All lines in the records below that hold "Error" are to be shown.

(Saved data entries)
[Start of Attachment]

fn decode_record(log_id: LogId, lsn: Lsn, value: &Bytes) -> Result<StoredRecord> {
    let value = RecordValue::deserialize(value)?;
    if value.flags & record_flags::CHECKSUM != 0 && !payload_checksum_valid(&value.payload) {
        return Err(Error::Corruption(format!(
            "checksum mismatch reading log {} lsn {}",
            log_id, lsn
        )));
    }
    Ok(StoredRecord {
        log_id,
        lsn,
        timestamp_ms: value.timestamp_ms,
        copyset: value.copyset,
        flags: value.flags,
        payload: value.payload,
    })
}

/// Smallest LSN in this snapshot whose record timestamp is at least
/// `target_ts`, using the findTime index when enabled.
pub(crate) async fn find_time_in_snapshot(
    snapshot: &Arc<dyn KvSnapshot>,
    log_id: LogId,
    target_ts: i64,
    read_find_time_index: bool,
    ts_bucket: u64,
) -> Result<Option<Lsn>> {
    if read_find_time_index {
        let mut iter = snapshot.scan(FtiKey::scan_from(log_id, ts_bucket)).await?;
        if let Some((_, value)) = iter.next().await? {
            return Ok(Some(crate::serde::deserialize_lsn(&value)?));
        }
        return Ok(None);
    }

    let mut iter = snapshot
        .scan(RecordKey::scan_range(log_id, 0, Lsn::MAX, true))
        .await?;
    while let Some((key, value)) = iter.next().await? {
        let key = RecordKey::deserialize(&key)?;
        let record = RecordValue::deserialize(&value)?;
        if record.timestamp_ms >= target_ts {
            return Ok(Some(key.lsn));
        }
    }
    Ok(None)
}

#[cfg(test)]
mod tests {
    use super::*;
    use common::kv::memory::MemoryKv;
    use common::{Kv, KvWriteOptions, WriteBatch};
    use smallvec::smallvec;

    use crate::serde::serialize_lsn;

    const LOG: LogId = 7;

    async fn store_record(
        kv: &MemoryKv,
        family: &common::FamilyHandle,
        lsn: Lsn,
        timestamp_ms: i64,
        copyset: CopySet,
        payload: &[u8],
        with_csi: bool,
    ) {
        let mut batch = WriteBatch::new();
        let value = RecordValue {
            flags: 0,
            timestamp_ms,
            copyset: copyset.clone(),
            payload: Bytes::copy_from_slice(payload),
        };
        batch.put(family, RecordKey::new(LOG, lsn).serialize(), value.serialize());
        if with_csi {
            batch.put(
                family,
                CsiKey::new(LOG, lsn).serialize(),
                CsiValue { copyset }.serialize(),
            );
        }
        kv.write(batch, KvWriteOptions::default()).await.unwrap();
    }

    async fn stream(
        kv: &MemoryKv,
        family: &common::FamilyHandle,
        from: Lsn,
        until: Lsn,
        filter: ReadFilter,
        use_csi: bool,
    ) -> RecordStream {
        let snapshot = kv.snapshot(family).await.unwrap();
        RecordStream::new(
            LOG,
            from,
            until,
            None,
            vec![PartitionReader {
                snapshot,
                partition: None,
            }],
            filter,
            use_csi,
            true,
            Arc::new(ShardMetrics::new()),
        )
    }

    async fn collect(stream: &mut RecordStream) -> Vec<ReadItem> {
        let mut items = Vec::new();
        while let Some(item) = stream.next().await.unwrap() {
            items.push(item);
        }
        items
    }

    #[tokio::test]
    async fn should_stream_records_in_lsn_order() {
        // given
        let kv = MemoryKv::new();
        let family = kv.create_family("partition_1000000").await.unwrap();
        for lsn in [102u64, 100, 101] {
            store_record(&kv, &family, lsn, 1_000, smallvec![1, 2, 3], b"x", false).await;
        }

        // when
        let mut stream = stream(&kv, &family, 0, 200, ReadFilter::default(), false).await;
        let items = collect(&mut stream).await;

        // then
        let lsns: Vec<Lsn> = items
            .iter()
            .map(|item| match item {
                ReadItem::Record(record) => record.lsn,
                other => panic!("unexpected item {:?}", other),
            })
            .collect();
        assert_eq!(lsns, vec![100, 101, 102]);
    }

    #[tokio::test]
    async fn should_respect_lsn_bounds() {
        // given
        let kv = MemoryKv::new();
        let family = kv.create_family("partition_1000000").await.unwrap();
        for lsn in 100u64..110 {
            store_record(&kv, &family, lsn, 1_000, smallvec![1], b"x", false).await;
        }

        // when
        let mut stream = stream(&kv, &family, 103, 105, ReadFilter::default(), false).await;
        let items = collect(&mut stream).await;

        // then
        assert_eq!(items.len(), 3);
    }

    #[tokio::test]
    async fn should_emit_trim_gap_before_records() {
        // given
        let kv = MemoryKv::new();
        let family = kv.create_family("partition_1000000").await.unwrap();
        store_record(&kv, &family, 101, 1_000, smallvec![1], b"b", false).await;
        let snapshot = kv.snapshot(&family).await.unwrap();

        // when - the caller resolved trim point 100 into a pending gap
        let mut stream = RecordStream::new(
            LOG,
            101,
            200,
            Some((0, 100)),
            vec![PartitionReader {
                snapshot,
                partition: None,
            }],
            ReadFilter::default(),
            false,
            true,
            Arc::new(ShardMetrics::new()),
        );
        let items = collect(&mut stream).await;

        // then
        assert_eq!(items.len(), 2);
        assert_eq!(items[0], ReadItem::TrimGap { from: 0, to: 100 });
        assert!(matches!(&items[1], ReadItem::Record(r) if r.lsn == 101));
    }

    #[tokio::test]
    async fn should_filter_by_copyset_without_index() {
        // given - records on two disjoint copysets
        let kv = MemoryKv::new();
        let family = kv.create_family("partition_1000000").await.unwrap();
        for lsn in 0u64..10 {
            let copyset: CopySet = if lsn % 2 == 0 {
                smallvec![1, 2, 3]
            } else {
                smallvec![4, 5, 6]
            };
            store_record(&kv, &family, lsn, 1_000, copyset, b"x", false).await;
        }

        // when
        let filter = ReadFilter {
            copyset: Some(CopysetFilter::Contains(1)),
            max_records: None,
        };
        let mut stream = stream(&kv, &family, 0, 100, filter, false).await;
        let items = collect(&mut stream).await;

        // then
        assert_eq!(items.len(), 5);
        for item in items {
            match item {
                ReadItem::Record(record) => assert!(record.copyset.contains(&1)),
                other => panic!("unexpected item {:?}", other),
            }
        }
    }

    #[tokio::test]
    async fn should_fetch_only_matching_payloads_with_copyset_index() {
        // given - 10 records, half matching, with CSI entries
        let kv = MemoryKv::new();
        let family = kv.create_family("partition_1000000").await.unwrap();
        for lsn in 0u64..10 {
            let copyset: CopySet = if lsn % 2 == 0 {
                smallvec![1, 2, 3]
            } else {
                smallvec![4, 5, 6]
            };
            store_record(&kv, &family, lsn, 1_000, copyset, b"x", true).await;
        }
        let metrics = Arc::new(ShardMetrics::new());
        let snapshot = kv.snapshot(&family).await.unwrap();

        // when
        let mut stream = RecordStream::new(
            LOG,
            0,
            100,
            None,
            vec![PartitionReader {
                snapshot,
                partition: None,
            }],
            ReadFilter {
                copyset: Some(CopysetFilter::Contains(4)),
                max_records: None,
            },
            true,
            true,
            metrics.clone(),
        );
        let items = collect(&mut stream).await;

        // then - 5 records emitted, 10 index entries scanned, only 5
        // payloads fetched
        assert_eq!(items.len(), 5);
        assert_eq!(metrics.csi_entries_scanned_total.get(), 10);
        assert_eq!(metrics.payload_reads_total.get(), 5);
    }

    #[tokio::test]
    async fn should_return_identical_results_with_and_without_index() {
        // given
        let kv = MemoryKv::new();
        let family = kv.create_family("partition_1000000").await.unwrap();
        for lsn in 0u64..20 {
            let copyset: CopySet = if lsn % 3 == 0 {
                smallvec![1, 2]
            } else {
                smallvec![8, 9]
            };
            store_record(&kv, &family, lsn, 1_000, copyset, b"p", true).await;
        }
        let filter = ReadFilter {
            copyset: Some(CopysetFilter::Contains(9)),
            max_records: None,
        };

        // when
        let mut with_csi = stream(&kv, &family, 0, 100, filter.clone(), true).await;
        let mut without_csi = stream(&kv, &family, 0, 100, filter, false).await;

        // then
        assert_eq!(collect(&mut with_csi).await, collect(&mut without_csi).await);
    }

    #[tokio::test]
    async fn should_stop_after_max_records() {
        // given
        let kv = MemoryKv::new();
        let family = kv.create_family("partition_1000000").await.unwrap();
        for lsn in 0u64..10 {
            store_record(&kv, &family, lsn, 1_000, smallvec![1], b"x", false).await;
        }

        // when
        let filter = ReadFilter {
            copyset: None,
            max_records: Some(3),
        };
        let mut stream = stream(&kv, &family, 0, 100, filter, false).await;
        let items = collect(&mut stream).await;

        // then
        assert_eq!(items.len(), 3);
    }

    #[tokio::test]
    async fn should_surface_missing_record_behind_csi_entry_as_corruption() {
        // given - a CSI entry with no record
        let kv = MemoryKv::new();
        let family = kv.create_family("partition_1000000").await.unwrap();
        let mut batch = WriteBatch::new();
        batch.put(
            &family,
            CsiKey::new(LOG, 5).serialize(),
            CsiValue {
                copyset: smallvec![1],
            }
            .serialize(),
        );
        kv.write(batch, KvWriteOptions::default()).await.unwrap();

        // when
        let filter = ReadFilter {
            copyset: Some(CopysetFilter::Contains(1)),
            max_records: None,
        };
        let mut stream = stream(&kv, &family, 0, 100, filter, true).await;
        let result = stream.next().await;

        // then
        assert!(matches!(result, Err(Error::Corruption(_))));
    }

    #[tokio::test]
    async fn should_find_time_by_scanning_record_timestamps() {
        // given - records at timestamps 1000, 2000, 3000
        let kv = MemoryKv::new();
        let family = kv.create_family("partition_1000000").await.unwrap();
        for (lsn, ts) in [(100u64, 1_000i64), (101, 2_000), (102, 3_000)] {
            store_record(&kv, &family, lsn, ts, smallvec![1], b"x", false).await;
        }
        let snapshot = kv.snapshot(&family).await.unwrap();

        // when/then
        assert_eq!(
            find_time_in_snapshot(&snapshot, LOG, 1_500, false, 0)
                .await
                .unwrap(),
            Some(101)
        );
        assert_eq!(
            find_time_in_snapshot(&snapshot, LOG, 500, false, 0)
                .await
                .unwrap(),
            Some(100)
        );
        assert_eq!(
            find_time_in_snapshot(&snapshot, LOG, 5_000, false, 0)
                .await
                .unwrap(),
            None
        );
    }

    #[tokio::test]
    async fn should_find_time_via_index_when_enabled() {
        // given - index entries for buckets 2 and 4 (5s granularity)
        let kv = MemoryKv::new();
        let family = kv.create_family("partition_1000000").await.unwrap();
        let mut batch = WriteBatch::new();
        batch.put(&family, FtiKey::new(LOG, 2).serialize(), serialize_lsn(200));
        batch.put(&family, FtiKey::new(LOG, 4).serialize(), serialize_lsn(400));
        kv.write(batch, KvWriteOptions::default()).await.unwrap();
        let snapshot = kv.snapshot(&family).await.unwrap();

        // when/then - bucket 3 has no entry, the next one answers
        assert_eq!(
            find_time_in_snapshot(&snapshot, LOG, 15_000, true, 3)
                .await
                .unwrap(),
            Some(400)
        );
        assert_eq!(
            find_time_in_snapshot(&snapshot, LOG, 10_000, true, 2)
                .await
                .unwrap(),
            Some(200)
        );
    }
}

[End of Attachment]

Solved problem:
        return Err(Error::Corruption(format!(
        assert!(matches!(result, Err(Error::Corruption(_))));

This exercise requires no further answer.